The parameters "t" and "P" shown in the output summary table are further described in Foat et al. (2006), pg e144 link to paper as follows:
"MatrixREDUCE uses a k-fold cross-validation to determine the significance of each discovered PSAM. After converging on a PSAM, the input data is split into k random subsets of array features with associated sequences. The optimal PSAM is then used to seed each of k re-optimizations of the PSAM. A t-value (Pearson correlation) for the goodness of fit is calculated for the optimal PSAM of each subset. Finally, the P-value corresponding to the average t-value for the k re-optimizations is used to test whether the originally optimized PSAM should be kept. This procedure does not test the significance of the optimal PSAM itself, but rather it tests whether the data contains widely distributed, explainable variance".
Sequence Tab
The sequence tab displays the DNA sequences of the regulatory region associated with each gene that is probed. Users can visualize the matching scores of PSAMs against each sequence. Sequence score is the product of weights w across all positions in the sliding window.
When a PSAM is selected, its weighted score is displayed graphically on the input (upstream) sequences (Affinity score graph). The system computes for every position an aggregate affinity score for all selected PSAMs and plots the scores along all sequence positions. Each score is between 0 and 1. Only scores larger than the designated cut-off threshold are drawn.
Example
In this example, we will use two files that are included in the data directory of the geWorkbench distribution iteself. They are SpellmanReduced.txt and Y5_600_Bst.fa. SpellmanReduced.txt contains a subset of the data from Spellman 1998. Y5_600_Bst.fa contains the corresponding upstream DNA sequences for these genes.
1. In the Project Folders component, either use an existing Project, or create a new one.

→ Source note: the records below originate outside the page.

//! stat_core - Modifier resolution and damage formula engine
//!
//! This library provides:
//! - StatisticModifier / CheckModifier: stacked modifier totals with breakdowns
//! - Ability and proficiency tables
//! - Degree of success resolution with natural 20/1 and adjustments
//! - Weapon damage synthesis into dice formulas
//!
//! Every computation takes its configuration explicitly; there is no
//! global state.
//!
//! # Quick Start
//!
//! ```rust
//! use stat_core::prelude::*;
//!
//! let config = EngineConfig::default();
//! let actor = ActorKind::Character(CharacterData::new(1, AbilityScores::default()));
//!
//! let mut pools = ModifierPools::new();
//! pools.add_modifier("damage", Modifier::new("weapon-potency", 2, ModifierType::Item));
//!
//! let weapon = Weapon::new(
//!     "shortsword",
//!     "Shortsword",
//!     BaseDamage::new(1, DieSize::D6, DamageType::Slashing),
//! )
//! .with_striking(StrikingRune::Striking);
//!
//! let options = OptionSet::new();
//! let context = StrikeContext::new(&actor, ProficiencyRank::Trained, &pools, &options);
//! let damage = calculate_weapon_damage(&weapon, &context, &config);
//! assert_eq!(damage.formula.success.formula, "{2d6,1}kh + 2");
//! ```

pub mod check;
pub mod config;
pub mod damage;
pub mod prelude;
pub mod statistic;
pub mod tables;
pub mod types;

// Core API - what most users need
pub use check::{calculate_degree_of_success, CheckOutcome, DegreeOfSuccess, DieRoll};
pub use damage::{calculate_weapon_damage, DamageFormula, StrikeContext, Weapon, WeaponDamage};
pub use statistic::{CheckModifier, StatisticModifier};
pub use types::ActorKind;

// Configuration
pub use config::{ConfigError, EngineConfig};

// Re-export the shared vocabulary from modifier_core
pub use modifier_core::{Modifier, ModifierPools, ModifierType, OptionSet, Predicate};
//! Actor kinds and the data each one contributes to strikes

use modifier_core::Ability;
use serde::{Deserialize, Serialize};

/// The six ability scores of a character
#[derive(Debug, Clone, Copy, PartialEq, Eq, Serialize, Deserialize)]
pub struct AbilityScores {
    #[serde(default = "default_score")]
    pub strength: i32,
    #[serde(default = "default_score")]
    pub dexterity: i32,
    #[serde(default = "default_score")]
    pub constitution: i32,
    #[serde(default = "default_score")]
    pub intelligence: i32,
    #[serde(default = "default_score")]
    pub wisdom: i32,
    #[serde(default = "default_score")]
    pub charisma: i32,
}

fn default_score() -> i32 {
    10
}

impl Default for AbilityScores {
    fn default() -> Self {
        AbilityScores {
            strength: 10,
            dexterity: 10,
            constitution: 10,
            intelligence: 10,
            wisdom: 10,
            charisma: 10,
        }
    }
}

impl AbilityScores {
    pub fn score(&self, ability: Ability) -> i32 {
        match ability {
            Ability::Strength => self.strength,
            Ability::Dexterity => self.dexterity,
            Ability::Constitution => self.constitution,
            Ability::Intelligence => self.intelligence,
            Ability::Wisdom => self.wisdom,
            Ability::Charisma => self.charisma,
        }
    }

    pub fn set(&mut self, ability: Ability, score: i32) {
        match ability {
            Ability::Strength => self.strength = score,
            Ability::Dexterity => self.dexterity = score,
            Ability::Constitution => self.constitution = score,
            Ability::Intelligence => self.intelligence = score,
            Ability::Wisdom => self.wisdom = score,
            Ability::Charisma => self.charisma = score,
        }
    }

    pub fn modifier(&self, ability: Ability) -> i32 {
        crate::tables::ability_modifier_value(self.score(ability))
    }
}

/// Class features the damage synthesizer knows how to apply
#[derive(Debug, Clone, Copy, PartialEq, Eq, Hash, Serialize, Deserialize)]
#[serde(tag = "feature", rename_all = "snake_case")]
pub enum Feature {
    /// Dexterity to damage with melee finesse weapons when it is higher
    ThiefRacket,
    /// Flat damage equal to the weapon proficiency rank from expert up
    WeaponSpecialization,
    /// Doubles weapon specialization
    GreaterWeaponSpecialization,
    /// Precision d6s against flat-footed targets with agile, finesse or ranged weapons
    SneakAttack { dice: i32 },
}

#[derive(Debug, Clone, PartialEq, Serialize, Deserialize)]
pub struct CharacterData {
    pub level: i32,
    #[serde(default)]
    pub abilities: AbilityScores,
    #[serde(default)]
    pub features: Vec<Feature>,
}

impl CharacterData {
    pub fn new(level: i32, abilities: AbilityScores) -> Self {
        CharacterData {
            level,
            abilities,
            features: Vec::new(),
        }
    }

    pub fn with_feature(mut self, feature: Feature) -> Self {
        self.features.push(feature);
        self
    }

    pub fn has_feature(&self, feature: Feature) -> bool {
        self.features.contains(&feature)
    }
}

/// NPC strikes carry their full damage in the base profile
#[derive(Debug, Clone, PartialEq, Serialize, Deserialize)]
pub struct NpcData {
    pub level: i32,
}

#[derive(Debug, Clone, PartialEq, Serialize, Deserialize)]
pub struct FamiliarData {
    pub master_level: i32,
}

/// Closed set of actor kinds
#[derive(Debug, Clone, PartialEq, Serialize, Deserialize)]
#[serde(tag = "kind", rename_all = "snake_case")]
pub enum ActorKind {
    Character(CharacterData),
    Npc(NpcData),
    Familiar(FamiliarData),
}

impl ActorKind {
    /// Level used for proficiency; familiars use their master's
    pub fn level(&self) -> i32 {
        match self {
            ActorKind::Character(character) => character.level,
            ActorKind::Npc(npc) => npc.level,
            ActorKind::Familiar(familiar) => familiar.master_level,
        }
    }

    /// Ability modifier, for actors that track ability scores
    pub fn ability_modifier(&self, ability: Ability) -> Option<i32> {
        match self {
            ActorKind::Character(character) => Some(character.abilities.modifier(ability)),
            ActorKind::Npc(_) | ActorKind::Familiar(_) => None,
        }
    }

    pub fn features(&self) -> &[Feature] {
        match self {
            ActorKind::Character(character) => &character.features,
            ActorKind::Npc(_) | ActorKind::Familiar(_) => &[],
        }
    }
}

2. Right-click on Project and select "Open File(s)".
3. Browse to the file SpellmanReduced.txt and set the file type to "Tab-Delimted". This file is found in the data directory of the geWorkbench installation. Open the file.

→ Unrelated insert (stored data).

//! Statistic totals built from stacked modifiers

mod stacking;

pub use stacking::{apply_stacking_rules, dedupe_by_name};

use crate::check::DieRoll;
use modifier_core::{Modifier, ModifierPools, OptionSet};
use rand::Rng;
use serde::Serialize;

/// One enabled line of a statistic breakdown
#[derive(Debug, Clone, PartialEq, Eq, Serialize)]
pub struct BreakdownEntry {
    pub label: String,
    pub value: i32,
}

/// All modifiers for one statistic and their resolved total
///
/// Built once per preparation pass. The total is recomputed by every
/// mutation, so it is never observed out of date.
#[derive(Debug, Clone, PartialEq, Serialize)]
pub struct StatisticModifier {
    name: String,
    modifiers: Vec<Modifier>,
    total_modifier: i32,
}

impl StatisticModifier {
    /// De-duplicate by name (first occurrence wins) and resolve stacking
    pub fn new(name: impl Into<String>, modifiers: Vec<Modifier>) -> Self {
        let mut statistic = StatisticModifier {
            name: name.into(),
            modifiers: dedupe_by_name(modifiers),
            total_modifier: 0,
        };
        statistic.recompute();
        statistic
    }

    /// Build from base modifiers plus every pooled modifier under `selectors`
    ///
    /// Each modifier's predicate is evaluated against `options`; a failing
    /// predicate marks the modifier ignored rather than removing it, so it
    /// still shows up (disabled) in the modifier list.
    pub fn from_pools<S: AsRef<str>>(
        name: impl Into<String>,
        base: Vec<Modifier>,
        pools: &ModifierPools,
        selectors: &[S],
        options: &OptionSet,
    ) -> Self {
        let mut modifiers = base;
        modifiers.extend(pools.modifiers_for(selectors));
        for modifier in &mut modifiers {
            modifier.apply_predicate(options);
        }
        Self::new(name, modifiers)
    }

    pub fn name(&self) -> &str {
        &self.name
    }

    pub fn modifiers(&self) -> &[Modifier] {
        &self.modifiers
    }

    pub fn total_modifier(&self) -> i32 {
        self.total_modifier
    }

    /// Passive DC for this statistic
    pub fn dc(&self) -> i32 {
        10 + self.total_modifier
    }

    /// Add a modifier unless one with the same name is already present
    pub fn push(&mut self, modifier: Modifier) -> bool {
        if self.modifiers.iter().any(|m| m.name == modifier.name) {
            tracing::debug!(
                "Statistic '{}' already has a modifier named '{}'",
                self.name,
                modifier.name
            );
            return false;
        }
        self.modifiers.push(modifier);
        self.recompute();
        true
    }

    /// Remove the modifier with the given name
    pub fn delete(&mut self, name: &str) -> bool {
        let before = self.modifiers.len();
        self.modifiers.retain(|m| m.name != name);
        let removed = self.modifiers.len() != before;
        if removed {
            self.recompute();
        }
        removed
    }

    /// Enabled modifiers as `(label, value)` pairs, in modifier order
    pub fn breakdown(&self) -> Vec<BreakdownEntry> {
        self.modifiers
            .iter()
            .filter(|m| m.enabled)
            .map(|m| BreakdownEntry {
                label: m.label().to_string(),
                value: m.value,
            })
            .collect()
    }

    /// Breakdown rendered as `Label +2, Other -1`
    pub fn breakdown_string(&self) -> String {
        self.breakdown()
            .iter()
            .map(|entry| format!("{} {:+}", entry.label, entry.value))
            .collect::<Vec<_>>()
            .join(", ")
    }

    fn recompute(&mut self) {
        self.total_modifier = apply_stacking_rules(&mut self.modifiers);
    }
}

/// A statistic cloned for a single roll, with roll-specific extras added
#[derive(Debug, Clone, PartialEq, Serialize)]
pub struct CheckModifier {
    statistic: StatisticModifier,
}

impl CheckModifier {
    /// Clone `statistic` and add the roll-specific `extra` modifiers
    ///
    /// An extra whose name is already present on the statistic is dropped
    /// with a warning; the statistic's own modifier wins.
    pub fn new(statistic: &StatisticModifier, extra: Vec<Modifier>) -> Self {
        let mut statistic = statistic.clone();
        for modifier in extra {
            let name = modifier.name.clone();
            if !statistic.push(modifier) {
                tracing::warn!(
                    "Check '{}' already has a modifier named '{}'; extra dropped",
                    statistic.name(),
                    name
                );
            }
        }
        CheckModifier { statistic }
    }

    /// Like [`CheckModifier::new`], evaluating each extra's predicate first
    pub fn with_options(
        statistic: &StatisticModifier,
        extra: Vec<Modifier>,
        options: &OptionSet,
    ) -> Self {
        let extra = extra
            .into_iter()
            .map(|mut modifier| {
                modifier.apply_predicate(options);
                modifier
            })
            .collect();
        Self::new(statistic, extra)
    }

    pub fn name(&self) -> &str {
        self.statistic.name()
    }

    pub fn modifiers(&self) -> &[Modifier] {
        self.statistic.modifiers()
    }

    pub fn total_modifier(&self) -> i32 {
        self.statistic.total_modifier()
    }

    pub fn breakdown(&self) -> Vec<BreakdownEntry> {
        self.statistic.breakdown()
    }

    pub fn breakdown_string(&self) -> String {
        self.statistic.breakdown_string()
    }

    /// Roll a d20 with this check's total
    pub fn roll(&self, rng: &mut impl Rng) -> DieRoll {
        DieRoll::roll_d20(self.total_modifier(), rng)
    }
}

#[cfg(test)]
mod tests {
    use super::*;
    use modifier_core::{ModifierType, Predicate};
    use rand::SeedableRng;

    fn statistic() -> StatisticModifier {
        StatisticModifier::new(
            "fortitude",
            vec![
                Modifier::new("con", 3, ModifierType::Ability).with_label("Constitution"),
                Modifier::new("expert", 9, ModifierType::Proficiency).with_label("Expert"),
                Modifier::new("resilient", 1, ModifierType::Item).with_label("Resilient"),
            ],
        )
    }

    #[test]
    fn test_total_and_breakdown() {
        let stat = statistic();
        assert_eq!(stat.total_modifier(), 13);
        assert_eq!(stat.dc(), 23);
        assert_eq!(stat.breakdown_string(), "Constitution +3, Expert +9, Resilient +1");
    }

    #[test]
    fn test_duplicate_names_keep_first() {
        let stat = StatisticModifier::new(
            "ac",
            vec![
                Modifier::new("shield", 2, ModifierType::Circumstance),
                Modifier::new("shield", 4, ModifierType::Circumstance),
            ],
        );
        assert_eq!(stat.modifiers().len(), 1);
        assert_eq!(stat.total_modifier(), 2);
    }

    #[test]
    fn test_push_recomputes() {
        let mut stat = statistic();
        assert!(stat.push(Modifier::new("heroism", 1, ModifierType::Status)));
        assert_eq!(stat.total_modifier(), 14);
        assert!(!stat.push(Modifier::new("heroism", 3, ModifierType::Status)));
        assert_eq!(stat.total_modifier(), 14);
    }

    #[test]
    fn test_push_better_item_bonus_replaces() {
        let mut stat = statistic();
        stat.push(Modifier::new("greater-resilient", 2, ModifierType::Item));
        assert_eq!(stat.total_modifier(), 14);
        assert!(!stat.modifiers()[2].enabled);
    }

    #[test]
    fn test_delete_recomputes() {
        let mut stat = statistic();
        assert!(stat.delete("resilient"));
        assert_eq!(stat.total_modifier(), 12);
        assert!(!stat.delete("resilient"));
    }

    #[test]
    fn test_from_pools_applies_predicates() {
        let mut pools = ModifierPools::new();
        pools.add_modifier("all", Modifier::new("frightened", -2, ModifierType::Status));
        pools.add_modifier(
            "fortitude",
            Modifier::new("poison-resistance", 2, ModifierType::Circumstance)
                .with_predicate(Predicate::all_of(["poison"])),
        );

        let base = vec![Modifier::new("con", 3, ModifierType::Ability)];
        let plain = StatisticModifier::from_pools(
            "fortitude",
            base.clone(),
            &pools,
            &["fortitude", "all"],
            &OptionSet::new(),
        );
        assert_eq!(plain.total_modifier(), 1);
        assert_eq!(plain.modifiers().len(), 3);

        let options: OptionSet = ["poison"].into_iter().collect();
        let vs_poison = StatisticModifier::from_pools(
            "fortitude",
            base,
            &pools,
            &["fortitude", "all"],
            &options,
        );
        assert_eq!(vs_poison.total_modifier(), 3);
    }

    #[test]
    fn test_from_pools_keeps_caller_ignored() {
        let mut inspired = Modifier::new("inspired", 5, ModifierType::Status);
        inspired.ignored = true;
        let mut pools = ModifierPools::new();
        pools.add_modifier("all", inspired);

        let stat =
            StatisticModifier::from_pools("will", Vec::new(), &pools, &["all"], &OptionSet::new());
        assert_eq!(stat.total_modifier(), 0);
        assert!(stat.modifiers()[0].ignored);
        assert!(!stat.modifiers()[0].enabled);
    }

    #[test]
    fn test_check_modifier_does_not_touch_statistic() {
        let stat = statistic();
        let aid = Modifier::new("aid", 1, ModifierType::Circumstance);
        let check = CheckModifier::new(&stat, vec![aid]);
        assert_eq!(check.total_modifier(), 14);
        assert_eq!(stat.total_modifier(), 13);
        assert_eq!(check.name(), "fortitude");
    }

    #[test]
    fn test_check_modifier_drops_duplicate_extra() {
        let stat = statistic();
        let extra = vec![
            Modifier::new("resilient", 3, ModifierType::Status),
            Modifier::new("aid", 1, ModifierType::Circumstance),
        ];
        let check = CheckModifier::new(&stat, extra);
        assert_eq!(check.total_modifier(), 14);
        assert_eq!(check.modifiers().len(), 4);
        assert_eq!(check.modifiers()[2].value, 1);
    }

    #[test]
    fn test_check_modifier_with_options() {
        let stat = statistic();
        let extra = vec![Modifier::new("flanking", -2, ModifierType::Circumstance)
            .with_predicate(Predicate::all_of(["flanked"]))];
        let check = CheckModifier::with_options(&stat, extra, &OptionSet::new());
        assert_eq!(check.total_modifier(), 13);
        assert!(check.modifiers().iter().any(|m| m.ignored));
    }

    #[test]
    fn test_check_roll_uses_total() {
        let check = CheckModifier::new(&statistic(), vec![]);
        let mut rng = rand::rngs::StdRng::seed_from_u64(7);
        let roll = check.roll(&mut rng);
        assert_eq!(roll.modifier, 13);
        assert!((1..=20).contains(&roll.die_value));
    }
}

4. You will be asked for an annotations file. This is not needed for this example, so you can hit Cancel.
5. Go to the Analysis tab and select Matrix Reduce.
6. To load the sequence file, click the "Load..." button. Browser to the sequence file "Y5_600_Bst.fa" and open it.
7. Click Analyze to run MatrixREDUCE. (If you are running geWorkbench from a console window using ANT, you can follow the progress of the calculations there).
8. The result is placed as a node beneath the parent microarray dataset in the Project Folders component. At the same time, the results are displayed in the Visual Area of geWorkbench.
There are two tabs in the viewer, PSAM Detail and Sequence. Within PSAM Detail there are two options. The first is the Image view, which depicts the PSAM graphically.
The second viewing option is the Name view, which just shows the consensus sequence without the weighted components.
Finally, the Sequence tab depicts scores along each sequence.
References
Foat BC et al., (2005). Profiling condition-specific, genome-wide regulation of mRNA stability in yeast. PNAS 102(49), 17675-17680.
Foat BC, Morozov AV, Bussemaker HJ. (2006). Statistical mechanical modeling of genome-wide transcription factor occupancy data by MatrixREDUCE. Bioinformatics 22(14):e141-e149. link to paper
Spellman et al., (1998). Comprehensive Identification of Cell Cycle-regulated Genes of the Yeast Saccharomyces cerevisiae by Microarray Hybridization. Molecular Biology of the Cell 9, 3273-3297.